(WHAT YOU ARE ASKED TO DO): Pull every line containing the word "ClassNameRef" from the records.
(EXCERPTED DATA)
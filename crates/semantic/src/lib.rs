// Copyright (c) 2025 woxQAQ
//
// Licensed under the MIT License or Apache License 2.0
// See LICENSE files for details
//
//! # ECSQL - Semantic Analysis Layer
//!
//! This crate turns the unresolved expression tree of a parsed ECSQL
//! statement into a finalized one that the renderers can translate.
//!
//! ## Overview
//!
//! Semantic analysis builds on the IR layer to provide:
//! - **Class binding**: FROM entries bound to class maps, CTE blocks or subqueries
//! - **Property resolution**: dotted paths matched against the range classes in scope
//! - **Type checking**: operator, assignment and clause-shape rules
//! - **Parameters**: 1-based indexes and types inferred from their position
//!
//! ## Core Concepts
//!
//! ### Range classes and scopes
//!
//! Every FROM entry becomes a [`RangeClassInfo`]. While a SELECT is being
//! finalized its ranges, plus those of the enclosing statement, form the top
//! [`ScopeArg`] of the [`ResolutionContext`]; nested subqueries see the outer
//! ranges as inherited ones.
//!
//! ```rust
//! use ecsql_ir::{ClassKey, ClassMap, ClassNameRef, ExpTree};
//! use ecsql_semantic::{RangeClassInfo, RangeSource, ScopeArg};
//! use std::sync::Arc;
//!
//! let mut tree = ExpTree::new();
//! let node = tree.class_name(ClassNameRef::new(None, "PSA").with_alias("a"));
//! let class = Arc::new(ClassMap::entity(1, ClassKey::new("ecsql", "PSA"), "ecsql_PSA"));
//! let range = RangeClassInfo::new(node, "PSA", RangeSource::Class(class)).with_alias("a");
//!
//! let scope = ScopeArg::ranges(vec![range]);
//! assert!(scope.find_range("A").is_some());
//! ```
//!
//! ### Analysis
//!
//! ```rust
//! use ecsql_catalog::InMemoryClassMapRepository;
//! use ecsql_ir::{
//!     BooleanOperator, ClassKey, ClassMap, ClassNameRef, ExpTree, PrimitiveType, PropertyMap,
//!     SelectClauses, TypeInfo,
//! };
//! use ecsql_semantic::{AnalyzerConfig, SemanticAnalyzer};
//! use std::sync::Arc;
//!
//! let psa = ClassMap::entity(100, ClassKey::new("ecsql", "PSA"), "ecsql_PSA")
//!     .with_property(PropertyMap::primitive("I", PrimitiveType::Integer));
//! let repository = InMemoryClassMapRepository::new().with_class(psa).unwrap();
//! let analyzer = SemanticAnalyzer::new(Arc::new(repository), AnalyzerConfig::default());
//!
//! // SELECT I FROM ecsql.PSA WHERE I = :i
//! let mut tree = ExpTree::new();
//! let i = tree.property("I");
//! let item = tree.derived(i, None);
//! let from = tree.class_name(ClassNameRef::new(Some("ecsql"), "PSA"));
//! let lhs = tree.property("I");
//! let param = tree.parameter(Some("i"));
//! let predicate = tree.boolean(lhs, BooleanOperator::Eq, param);
//! let single = tree.single_select(SelectClauses::new(vec![item], vec![from]).with_where(predicate));
//! let root = tree.select(single);
//! tree.set_root(root);
//!
//! let analysis = analyzer.analyze(&mut tree).unwrap();
//! assert_eq!(analysis.parameters[0].type_info, TypeInfo::primitive(PrimitiveType::Integer));
//! ```

pub mod analyzer;
pub mod config;
pub mod context;
pub mod diagnostics;
pub mod error;
mod finalize;
pub mod join;
pub mod resolution;
pub mod scope;
pub mod symbol;
pub mod typecheck;

#[cfg(test)]
mod testing;

// Re-export commonly used types
pub use analyzer::{Analysis, SemanticAnalyzer};
pub use config::AnalyzerConfig;
pub use context::{ConstraintClasses, ResolutionContext, TrackedParameter};
pub use diagnostics::{Diagnostics, Issue, IssueCategory, Severity};
pub use error::{SemanticError, SemanticResult};
pub use finalize::params::ParameterInfo;
pub use join::resolve_relationship_join;
pub use resolution::{OutputColumn, PropertyMatch, resolve_link, resolve_property};
pub use scope::{ScopeArg, ScopeGuard};
pub use symbol::{RangeClassInfo, RangeSource};
pub use typecheck::{Operand, check_assignment, check_operator};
(End EXCERPTED DATA)
(EXPECTED ANSWER):
//! use ecsql_ir::{ClassKey, ClassMap, ClassNameRef, ExpTree};
//! let node = tree.class_name(ClassNameRef::new(None, "PSA").with_alias("a"));
//!     BooleanOperator, ClassKey, ClassMap, ClassNameRef, ExpTree, PrimitiveType, PropertyMap,
//! let from = tree.class_name(ClassNameRef::new(Some("ecsql"), "PSA"));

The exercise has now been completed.